Henri-Pierre Roché was also a friend of Francis Picabia, Constantin Brancusi, and Marcel Duchamp, with whom he traveled to New York city in 1916 following his discharge from the French army. There, he and Duchamp teamed up with Beatrice Wood to create "Blind Man," a magazine that was one of the earliest manifestations of the Dada art movement in the United States.

Noted for his womanizing, Roché married twice. In his later years, he wrote two successful novels. Biographies of Beatrice Wood traditionally link Roché's first novel (and the consequent film), Jules et Jim, with the love triangle between Duchamp, Wood, and himself. Other sources link their triangle to Roché's unfinished novel, Victor, and Jules et Jim with the triangle between Roché, Franz Hessel and Helen Hessel. Beatrice Wood commented on this topic on p. 136 of her 1985 autobiography, I Shock Myself:

"Roché lived in Paris with his wife Denise, and had by now written Jules et Jim...Because the story concerns two young men who are close friends and a woman who loves them both, people have wondered how much was based on Roché, Marcel, and me. I cannot say what memories or episodes inspired Roché, but the characters bear only passing resemblance to those of us in real life!"

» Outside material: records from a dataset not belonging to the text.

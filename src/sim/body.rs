//! Static circular masses: the target body and the obstacle field
//!
//! Bodies never move. A level owns one `BodySet`, which is replaced
//! wholesale when the level is regenerated.

use glam::DVec2;
use serde::{Deserialize, Serialize};

use crate::config::SimConfig;

/// A static circular mass (obstacle or target)
#[derive(Debug, Clone, Copy, PartialEq, Serialize, Deserialize)]
pub struct Body {
    pub position: DVec2,
    pub mass: f64,
    pub radius: f64,
}

impl Body {
    pub fn new(position: DVec2, mass: f64, radius: f64) -> Self {
        debug_assert!(mass > 0.0 && radius > 0.0, "body mass and radius must be positive");
        Self {
            position,
            mass,
            radius,
        }
    }

    /// Whether `point` lies inside or on the bounding circle
    #[inline]
    pub fn contains(&self, point: DVec2) -> bool {
        self.position.distance_squared(point) <= self.radius * self.radius
    }
}

/// Which body of a `BodySet` was hit
#[derive(Debug, Clone, Copy, PartialEq, Eq, Serialize, Deserialize)]
pub enum HitBody {
    Target,
    /// Index into `BodySet::obstacles`
    Obstacle(usize),
}

/// The target plus the level's obstacles
#[derive(Debug, Clone, PartialEq, Serialize, Deserialize)]
pub struct BodySet {
    pub target: Body,
    pub obstacles: Vec<Body>,
}

impl BodySet {
    pub fn new(target: Body, obstacles: Vec<Body>) -> Self {
        Self { target, obstacles }
    }

    /// Target body from config with no obstacles
    pub fn empty(config: &SimConfig) -> Self {
        Self::new(
            Body::new(config.target_position, config.target_mass, config.target_radius),
            Vec::new(),
        )
    }

    /// Target first, then obstacles in insertion order
    pub fn iter(&self) -> impl Iterator<Item = (HitBody, &Body)> {
        std::iter::once((HitBody::Target, &self.target)).chain(
            self.obstacles
                .iter()
                .enumerate()
                .map(|(i, b)| (HitBody::Obstacle(i), b)),
        )
    }

    pub fn get(&self, hit: HitBody) -> Option<&Body> {
        match hit {
            HitBody::Target => Some(&self.target),
            HitBody::Obstacle(i) => self.obstacles.get(i),
        }
    }

    pub fn len(&self) -> usize {
        1 + self.obstacles.len()
    }

    /// Never true: the target is always present
    pub fn is_empty(&self) -> bool {
        false
    }
}

#[cfg(test)]
mod tests {
    use super::*;

    #[test]
    fn test_iter_order_target_first() {
        let target = Body::new(DVec2::new(750.0, 300.0), 2500.0, 50.0);
        let a = Body::new(DVec2::new(300.0, 300.0), 3000.0, 15.0);
        let b = Body::new(DVec2::new(400.0, 200.0), 6000.0, 30.0);
        let set = BodySet::new(target, vec![a, b]);

        let order: Vec<HitBody> = set.iter().map(|(h, _)| h).collect();
        assert_eq!(
            order,
            vec![HitBody::Target, HitBody::Obstacle(0), HitBody::Obstacle(1)]
        );
        assert_eq!(set.len(), 3);
        assert_eq!(set.get(HitBody::Obstacle(1)), Some(&b));
        assert_eq!(set.get(HitBody::Obstacle(2)), None);
    }

    #[test]
    fn test_contains_includes_edge() {
        let body = Body::new(DVec2::ZERO, 1.0, 10.0);
        assert!(body.contains(DVec2::new(10.0, 0.0)));
        assert!(!body.contains(DVec2::new(10.001, 0.0)));
    }
}
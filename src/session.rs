//! Game session: routes control input and playback ticks, publishes events
//!
//! Single writer for level state and playback state. Control input may only
//! change launch parameters or the body layout while no launch is playing.

use std::rc::Rc;

use crate::config::SimConfig;
use crate::error::ParamError;
use crate::events::{ControlEvent, EventBus, GameEvent};
use crate::sim::{
    Body, BodySet, LaunchOutcome, LaunchParams, LaunchSimulator, LevelState, Pose, Resolution,
    Scheduler, SimulationPhase, TickEvent, Trajectory, TrajectoryIntegrator,
};

pub struct Session<S: Scheduler> {
    config: SimConfig,
    integrator: TrajectoryIntegrator,
    level: LevelState,
    launch: LaunchSimulator,
    scheduler: S,
    events: Rc<EventBus>,
    preview: Option<Trajectory>,
}

impl<S: Scheduler> Session<S> {
    /// Generate level 1, compute the first preview, and announce the initial state
    pub fn new(config: SimConfig, scheduler: S, events: Rc<EventBus>) -> Self {
        let level = LevelState::new(&config);
        let launch = LaunchSimulator::new(&config, level.params);
        let mut session = Self {
            integrator: TrajectoryIntegrator::from_config(&config),
            config,
            level,
            launch,
            scheduler,
            events,
            preview: None,
        };
        session.refresh_preview();
        session.emit_state();
        session
    }

    pub fn config(&self) -> &SimConfig {
        &self.config
    }

    pub fn level(&self) -> u32 {
        self.level.level
    }

    pub fn phase(&self) -> SimulationPhase {
        self.launch.phase()
    }

    pub fn params(&self) -> LaunchParams {
        self.level.params
    }

    /// Current layout, read-only
    pub fn bodies(&self) -> &BodySet {
        &self.level.bodies
    }

    pub fn target(&self) -> &Body {
        &self.level.bodies.target
    }

    pub fn pose(&self) -> Pose {
        self.launch.pose()
    }

    /// Latest preview path (kept while playing, replaced on the next preview)
    pub fn preview(&self) -> Option<&Trajectory> {
        self.preview.as_ref()
    }

    pub fn launch_state(&self) -> &LaunchSimulator {
        &self.launch
    }

    pub fn scheduler(&self) -> &S {
        &self.scheduler
    }

    /// Apply one inbound control event
    pub fn handle(&mut self, event: ControlEvent) {
        log::debug!("Control: {:?}", event);
        match event {
            ControlEvent::Launch => self.launch(),
            ControlEvent::SetVelocity(v) => {
                let result = self.guard_params().and_then(|_| self.level.set_velocity(v));
                self.after_param_change(result);
            }
            ControlEvent::SetAngle(a) => {
                let result = self.guard_params().and_then(|_| self.level.set_angle(a));
                self.after_param_change(result);
            }
            ControlEvent::Retry => self.reset_projectile(),
            ControlEvent::ResetLevel => {
                self.reset_projectile_quiet();
                self.level.regenerate(&self.config);
                self.refresh_preview();
                self.emit_state();
            }
            ControlEvent::Restart => {
                self.reset_projectile_quiet();
                self.level.restart(&self.config);
                self.refresh_preview();
                self.emit_state();
            }
        }
    }

    /// Let `elapsed` time units pass and apply any due playback ticks
    pub fn advance(&mut self, elapsed: u32) {
        for handle in self.scheduler.due(elapsed) {
            match self.launch.tick(handle, &self.level.bodies, &mut self.scheduler) {
                TickEvent::Ignored => {}
                TickEvent::Moved(pose) => self.emit_pose(pose),
                TickEvent::Landed(pose, resolution) => {
                    self.emit_pose(pose);
                    self.resolve(resolution);
                }
                TickEvent::Exhausted(resolution) => self.resolve(resolution),
            }
        }
    }

    fn launch(&mut self) {
        if self.launch.is_playing() {
            log::debug!("Launch requested while playing, ignored");
            return;
        }
        let started = self.launch.launch(
            &self.integrator,
            self.level.params,
            &self.level.bodies,
            &mut self.scheduler,
        );
        if started {
            self.emit_state();
        }
    }

    fn guard_params(&self) -> Result<(), ParamError> {
        if self.launch.is_playing() {
            Err(ParamError::Locked)
        } else {
            Ok(())
        }
    }

    fn after_param_change(&mut self, result: Result<(), ParamError>) {
        match result {
            Ok(()) => {
                self.launch.aim(self.level.params);
                self.refresh_preview();
                self.emit_state();
            }
            Err(err) => {
                log::warn!("Rejected control input: {}", err);
                self.events.publish(GameEvent::Diagnostic {
                    message: err.to_string(),
                });
            }
        }
    }

    fn reset_projectile_quiet(&mut self) {
        self.launch
            .reset(self.config.launch_point, self.level.params, &mut self.scheduler);
    }

    fn reset_projectile(&mut self) {
        self.reset_projectile_quiet();
        self.refresh_preview();
        self.emit_state();
    }

    /// Re-integrate the preview from the launch point; skipped while playing
    fn refresh_preview(&mut self) {
        if self.launch.is_playing() {
            return;
        }
        let trajectory = self.integrator.integrate(
            self.config.launch_point,
            self.level.params,
            &self.level.bodies,
        );
        self.events.publish(GameEvent::PreviewPath {
            points: trajectory.samples.clone(),
        });
        self.preview = Some(trajectory);
        self.launch.mark_previewing();
    }

    fn resolve(&mut self, resolution: Resolution) {
        if resolution.exploded() {
            self.events.publish(GameEvent::Exploded {
                position: resolution.position,
            });
        }

        self.events.publish(GameEvent::LaunchResolved {
            outcome: resolution.outcome,
            next_level: self.level.level + 1,
        });

        if resolution.outcome == LaunchOutcome::Success {
            self.level.advance();
            log::info!("Level cleared, now on level {}", self.level.level);
        }
        self.emit_state();
    }

    fn emit_pose(&self, pose: Pose) {
        self.events.publish(GameEvent::ProjectilePose {
            position: pose.position,
            heading: pose.heading,
        });
    }

    fn emit_state(&self) {
        self.events.publish(GameEvent::StateChanged {
            level: self.level.level,
            phase: self.launch.phase(),
            velocity: self.level.params.velocity,
            angle: self.level.params.angle_degrees,
        });
    }
}
//! Deterministic simulation module
//!
//! All physics and playback logic lives here. This module must be pure and deterministic:
//! - Fixed timestep only
//! - Seeded RNG only
//! - Stable iteration order (target first, then obstacles by insertion)
//! - No rendering or platform dependencies

pub mod body;
pub mod collision;
pub mod gravity;
pub mod launch;
pub mod level;
pub mod scheduler;
pub mod trajectory;

pub use body::{Body, BodySet, HitBody};
pub use gravity::GravityField;
pub use launch::{LaunchOutcome, LaunchSimulator, Pose, Resolution, SimulationPhase, TickEvent};
pub use level::{LaunchParams, LevelState, generate_obstacles};
pub use scheduler::{FixedStepScheduler, Scheduler, TimerHandle};
pub use trajectory::{Termination, Trajectory, TrajectoryIntegrator};
//! Fixed-step RK4 trajectory prediction
//!
//! The same integration backs both the live preview line and the launch
//! playback: playback replays the precomputed samples and never
//! re-integrates. Output depends only on the inputs, so identical inputs
//! give bit-identical sample sequences.

use glam::DVec2;
use serde::{Deserialize, Serialize};

use super::body::{BodySet, HitBody};
use super::collision;
use super::gravity::GravityField;
use super::level::LaunchParams;
use crate::config::{Bounds, SimConfig};

/// Why integration stopped
#[derive(Debug, Clone, Copy, PartialEq, Eq, Serialize, Deserialize)]
pub enum Termination {
    /// Last sample lies inside this body
    Collision(HitBody),
    /// Next position left the world; last sample is the final in-bounds one
    OutOfBounds,
    /// Ran the full step budget
    StepCap,
}

/// An integrated path. `samples[0]` is the launch point.
#[derive(Debug, Clone, PartialEq, Serialize, Deserialize)]
pub struct Trajectory {
    pub samples: Vec<DVec2>,
    pub termination: Termination,
}

impl Trajectory {
    pub fn len(&self) -> usize {
        self.samples.len()
    }

    pub fn is_empty(&self) -> bool {
        self.samples.is_empty()
    }

    pub fn last(&self) -> Option<DVec2> {
        self.samples.last().copied()
    }

    /// Every `stride`-th sample, for drawing a lighter preview line
    pub fn preview_points(&self, stride: usize) -> impl Iterator<Item = DVec2> + '_ {
        self.samples.iter().step_by(stride.max(1)).copied()
    }
}

/// Projectile state during integration
#[derive(Debug, Clone, Copy)]
struct State {
    pos: DVec2,
    vel: DVec2,
}

/// Fixed-step RK4 integrator with collision and bounds termination
#[derive(Debug, Clone, Copy)]
pub struct TrajectoryIntegrator {
    pub field: GravityField,
    pub time_step: f64,
    pub world: Bounds,
    pub max_steps: usize,
}

impl TrajectoryIntegrator {
    pub fn from_config(config: &SimConfig) -> Self {
        Self {
            field: GravityField::new(config.g, config.min_distance_sq),
            time_step: config.time_step,
            world: config.world,
            max_steps: config.max_steps,
        }
    }

    /// Integrate from `start` with the given launch parameters
    pub fn integrate(&self, start: DVec2, params: LaunchParams, bodies: &BodySet) -> Trajectory {
        let mut state = State {
            pos: start,
            vel: params.initial_velocity(),
        };
        let mut samples = Vec::with_capacity(self.max_steps.min(256));

        for _ in 0..self.max_steps {
            if !self.world.contains(state.pos) {
                return self.finish(samples, Termination::OutOfBounds);
            }

            if let Some(hit) = collision::hit(state.pos, bodies) {
                samples.push(state.pos);
                return self.finish(samples, Termination::Collision(hit));
            }

            samples.push(state.pos);
            state = self.step(state, bodies);
        }

        self.finish(samples, Termination::StepCap)
    }

    /// One RK4 velocity update followed by a position advance with the new velocity
    fn step(&self, s: State, bodies: &BodySet) -> State {
        let dt = self.time_step;
        let accel = |p: DVec2| self.field.acceleration(p, bodies);

        // Sub-step positions are not collision-checked; the field's distance floor covers them
        let k1 = accel(s.pos);
        let k2 = accel(s.pos + s.vel * dt / 2.0);
        let k3 = accel(s.pos + (s.vel + k1 * dt / 2.0) * dt / 2.0);
        let k4 = accel(s.pos + (s.vel + k2 * dt) * dt);

        let vel = s.vel + (k1 + 2.0 * k2 + 2.0 * k3 + k4) * dt / 6.0;
        State {
            pos: s.pos + vel * dt,
            vel,
        }
    }

    fn finish(&self, samples: Vec<DVec2>, termination: Termination) -> Trajectory {
        log::debug!(
            "Trajectory: {} samples, ended by {:?}",
            samples.len(),
            termination
        );
        Trajectory {
            samples,
            termination,
        }
    }
}
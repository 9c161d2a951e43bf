//! Publish/subscribe bus between the engine and the UI collaborator
//!
//! The bus is constructed by the composing application and handed to the
//! session explicitly; there is no global instance.

use std::cell::RefCell;

use glam::DVec2;
use serde::{Deserialize, Serialize};

use crate::sim::{LaunchOutcome, SimulationPhase};

/// Inbound control actions from the UI
#[derive(Debug, Clone, Copy, PartialEq, Serialize, Deserialize)]
#[serde(tag = "event", content = "value", rename_all = "kebab-case")]
pub enum ControlEvent {
    Launch,
    SetVelocity(f64),
    /// Degrees
    SetAngle(f64),
    /// Same level, same bodies, projectile back on the launch point
    Retry,
    /// New layout for the current level
    ResetLevel,
    /// Back to level 1
    Restart,
}

/// Outbound notifications for the UI / renderer
#[derive(Debug, Clone, PartialEq, Serialize)]
#[serde(tag = "event", rename_all = "kebab-case")]
pub enum GameEvent {
    StateChanged {
        level: u32,
        phase: SimulationPhase,
        velocity: f64,
        angle: f64,
    },
    LaunchResolved {
        outcome: LaunchOutcome,
        next_level: u32,
    },
    PreviewPath {
        points: Vec<DVec2>,
    },
    ProjectilePose {
        position: DVec2,
        heading: f64,
    },
    /// Projectile hit an obstacle (explosion effect)
    Exploded {
        position: DVec2,
    },
    /// Control input was rejected
    Diagnostic {
        message: String,
    },
}

type Subscriber = Box<dyn FnMut(&GameEvent)>;

/// Single-threaded event fan-out
#[derive(Default)]
pub struct EventBus {
    subscribers: RefCell<Vec<Subscriber>>,
}

impl EventBus {
    pub fn new() -> Self {
        Self::default()
    }

    pub fn subscribe(&self, f: impl FnMut(&GameEvent) + 'static) {
        self.subscribers.borrow_mut().push(Box::new(f));
    }

    /// Deliver to every subscriber in subscription order
    ///
    /// Subscribers must not publish from inside their callback.
    pub fn publish(&self, event: GameEvent) {
        for subscriber in self.subscribers.borrow_mut().iter_mut() {
            subscriber(&event);
        }
    }

    pub fn subscriber_count(&self) -> usize {
        self.subscribers.borrow().len()
    }

    pub fn clear(&self) {
        self.subscribers.borrow_mut().clear();
    }
}

impl std::fmt::Debug for EventBus {
    fn fmt(&self, f: &mut std::fmt::Formatter<'_>) -> std::fmt::Result {
        f.debug_struct("EventBus")
            .field("subscribers", &self.subscriber_count())
            .finish()
    }
}

#[cfg(test)]
mod tests {
    use super::*;
    use std::rc::Rc;

    #[test]
    fn test_fan_out_in_order() {
        let bus = EventBus::new();
        let log = Rc::new(RefCell::new(Vec::new()));

        let first = Rc::clone(&log);
        bus.subscribe(move |_| first.borrow_mut().push(1));
        let second = Rc::clone(&log);
        bus.subscribe(move |_| second.borrow_mut().push(2));

        bus.publish(GameEvent::Diagnostic {
            message: "x".into(),
        });
        assert_eq!(*log.borrow(), vec![1, 2]);
    }

    #[test]
    fn test_clear_drops_subscribers() {
        let bus = EventBus::new();
        bus.subscribe(|_| {});
        bus.clear();
        assert_eq!(bus.subscriber_count(), 0);
    }

    #[test]
    fn test_outbound_json_shape() {
        let json = serde_json::to_value(GameEvent::LaunchResolved {
            outcome: LaunchOutcome::Success,
            next_level: 3,
        })
        .unwrap();
        assert_eq!(json["event"], "launch-resolved");
        assert_eq!(json["outcome"], "success");
        assert_eq!(json["next_level"], 3);

        let json = serde_json::to_value(GameEvent::StateChanged {
            level: 1,
            phase: SimulationPhase::Playing,
            velocity: 5.0,
            angle: 0.0,
        })
        .unwrap();
        assert_eq!(json["phase"], "playing");
    }

    #[test]
    fn test_inbound_json_parse() {
        let e: ControlEvent =
            serde_json::from_str(r#"{"event":"set-velocity","value":7.5}"#).unwrap();
        assert_eq!(e, ControlEvent::SetVelocity(7.5));
        let e: ControlEvent = serde_json::from_str(r#"{"event":"restart"}"#).unwrap();
        assert_eq!(e, ControlEvent::Restart);
    }
}
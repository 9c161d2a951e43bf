//! Simulation tuning
//!
//! Every physical and gameplay constant lives here so levels can be tuned
//! from a JSON document without recompiling. Missing fields fall back to
//! the defaults in [`crate::consts`].

use std::path::Path;

use glam::DVec2;
use serde::{Deserialize, Serialize};

use crate::consts::*;
use crate::error::ConfigError;

/// Axis-aligned rectangle (inclusive bounds)
#[derive(Debug, Clone, Copy, PartialEq, Serialize, Deserialize)]
pub struct Bounds {
    pub min: DVec2,
    pub max: DVec2,
}

impl Bounds {
    pub const fn new(min: DVec2, max: DVec2) -> Self {
        Self { min, max }
    }

    /// Whether `point` lies inside or on the edge of the rectangle
    #[inline]
    pub fn contains(&self, point: DVec2) -> bool {
        point.x >= self.min.x
            && point.x <= self.max.x
            && point.y >= self.min.y
            && point.y <= self.max.y
    }

    fn is_ordered(&self) -> bool {
        self.min.x <= self.max.x && self.min.y <= self.max.y
    }
}

/// Simulation configuration
#[derive(Debug, Clone, Serialize, Deserialize)]
#[serde(default)]
pub struct SimConfig {
    // === Physics ===
    /// Scaled gravitational constant
    pub g: f64,
    /// Fixed RK4 timestep
    pub time_step: f64,
    /// Step cap per trajectory
    pub max_steps: usize,
    /// Floor on squared distance in the gravity sum
    pub min_distance_sq: f64,

    // === World ===
    /// Trajectories end when they leave this rectangle
    pub world: Bounds,
    /// Projectile spawn point
    pub launch_point: DVec2,
    pub target_position: DVec2,
    pub target_mass: f64,
    pub target_radius: f64,

    // === Playback ===
    /// Time units between playback ticks
    pub tick_interval: u32,
    /// Max heading change per tick (radians)
    pub rotation_step: f64,

    // === Level generation ===
    pub max_obstacles: u32,
    /// Obstacle centers are sampled inside this rectangle
    pub spawn_area: Bounds,
    /// Obstacle diameter range (inclusive)
    pub obstacle_size_min: u32,
    pub obstacle_size_max: u32,
    pub mass_per_size: f64,
    /// RNG seed for level layout (entropy when absent)
    pub seed: Option<u64>,

    // === Controls ===
    pub initial_velocity: f64,
    pub initial_angle: f64,
}

impl Default for SimConfig {
    fn default() -> Self {
        Self {
            g: G,
            time_step: TIME_STEP,
            max_steps: MAX_STEPS,
            min_distance_sq: MIN_DISTANCE_SQ,

            world: Bounds::new(DVec2::ZERO, DVec2::new(WORLD_WIDTH, WORLD_HEIGHT)),
            launch_point: DVec2::new(LAUNCH_X, LAUNCH_Y),
            target_position: DVec2::new(EARTH_X, EARTH_Y),
            target_mass: EARTH_MASS,
            target_radius: EARTH_RADIUS,

            tick_interval: TICK_INTERVAL,
            rotation_step: ROTATION_STEP,

            max_obstacles: MAX_OBSTACLES,
            spawn_area: Bounds::new(DVec2::new(200.0, 100.0), DVec2::new(600.0, 500.0)),
            obstacle_size_min: 30,
            obstacle_size_max: 120,
            mass_per_size: MASS_PER_SIZE,
            seed: None,

            initial_velocity: 5.0,
            initial_angle: 0.0,
        }
    }
}

impl SimConfig {
    /// Parse a JSON document and validate it
    pub fn from_json(json: &str) -> Result<Self, ConfigError> {
        let config: SimConfig = serde_json::from_str(json)?;
        config.validate()?;
        Ok(config)
    }

    /// Load a JSON config file from disk
    pub fn load(path: impl AsRef<Path>) -> Result<Self, ConfigError> {
        let path = path.as_ref();
        let json = std::fs::read_to_string(path)?;
        let config = Self::from_json(&json)?;
        log::info!("Loaded config from {}", path.display());
        Ok(config)
    }

    /// Check every constraint the simulation relies on
    pub fn validate(&self) -> Result<(), ConfigError> {
        fn invalid(msg: impl Into<String>) -> Result<(), ConfigError> {
            Err(ConfigError::Invalid(msg.into()))
        }

        if !(self.g.is_finite() && self.g > 0.0) {
            return invalid(format!("g must be positive, got {}", self.g));
        }
        if !(self.time_step.is_finite() && self.time_step > 0.0) {
            return invalid(format!("time_step must be positive, got {}", self.time_step));
        }
        if self.max_steps == 0 {
            return invalid("max_steps must be at least 1");
        }
        if !(self.min_distance_sq.is_finite() && self.min_distance_sq > 0.0) {
            return invalid("min_distance_sq must be positive");
        }
        if !(self.target_mass > 0.0 && self.target_radius > 0.0) {
            return invalid("target mass and radius must be positive");
        }
        if !self.world.is_ordered() || !self.spawn_area.is_ordered() {
            return invalid("bounds must have min <= max");
        }
        if self.tick_interval == 0 {
            return invalid("tick_interval must be at least 1");
        }
        if self.obstacle_size_min == 0 || self.obstacle_size_min > self.obstacle_size_max {
            return invalid(format!(
                "obstacle size range {}..={} is empty or non-positive",
                self.obstacle_size_min, self.obstacle_size_max
            ));
        }
        if !(self.mass_per_size > 0.0) {
            return invalid("mass_per_size must be positive");
        }
        if !self.world.contains(self.launch_point) {
            return invalid("launch point lies outside the world");
        }
        if self.launch_point.distance_squared(self.target_position)
            <= self.target_radius * self.target_radius
        {
            return invalid("launch point lies inside the target body");
        }
        if !(self.initial_velocity.is_finite() && self.initial_velocity >= 0.0)
            || !self.initial_angle.is_finite()
        {
            return invalid("initial launch parameters must be finite and non-negative velocity");
        }
        Ok(())
    }
}

#[cfg(test)]
mod tests {
    use super::*;

    #[test]
    fn test_default_config_is_valid() {
        assert!(SimConfig::default().validate().is_ok());
    }

    #[test]
    fn test_partial_json_uses_defaults() {
        let config = SimConfig::from_json(r#"{ "time_step": 0.1, "seed": 7 }"#).unwrap();
        assert_eq!(config.time_step, 0.1);
        assert_eq!(config.seed, Some(7));
        assert_eq!(config.max_steps, MAX_STEPS);
        assert_eq!(config.launch_point, DVec2::new(LAUNCH_X, LAUNCH_Y));
    }

    #[test]
    fn test_vectors_parse_as_arrays() {
        let config = SimConfig::from_json(r#"{ "launch_point": [60.0, 200.0] }"#).unwrap();
        assert_eq!(config.launch_point, DVec2::new(60.0, 200.0));
    }

    #[test]
    fn test_rejects_launch_inside_target() {
        let json = r#"{ "launch_point": [740.0, 300.0] }"#;
        assert!(matches!(SimConfig::from_json(json), Err(ConfigError::Invalid(_))));
    }

    #[test]
    fn test_rejects_launch_outside_world() {
        let json = r#"{ "launch_point": [-5.0, 300.0] }"#;
        assert!(matches!(SimConfig::from_json(json), Err(ConfigError::Invalid(_))));
    }

    #[test]
    fn test_rejects_bad_json() {
        assert!(matches!(SimConfig::from_json("{ nope"), Err(ConfigError::Parse(_))));
    }

    #[test]
    fn test_rejects_inverted_size_range() {
        let json = r#"{ "obstacle_size_min": 80, "obstacle_size_max": 40 }"#;
        assert!(matches!(SimConfig::from_json(json), Err(ConfigError::Invalid(_))));
    }

    #[test]
    fn test_bounds_contains_edges() {
        let b = Bounds::new(DVec2::ZERO, DVec2::new(800.0, 600.0));
        assert!(b.contains(DVec2::new(0.0, 600.0)));
        assert!(!b.contains(DVec2::new(800.1, 10.0)));
    }
}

His second major novel, also based on an episode of his life, was published in 1956 as Les deux anglaises et le continent. Both novels, although written by a man who was quite advanced in age, exude a surprising amount of vitality and freshness not often seen in French romantic stories of the time. French director François Truffaut was so impressed by them that he went on to adapt each to the big screen.

Henri-Pierre Roché died in 1959 in Sèvres, Hauts-de-Seine.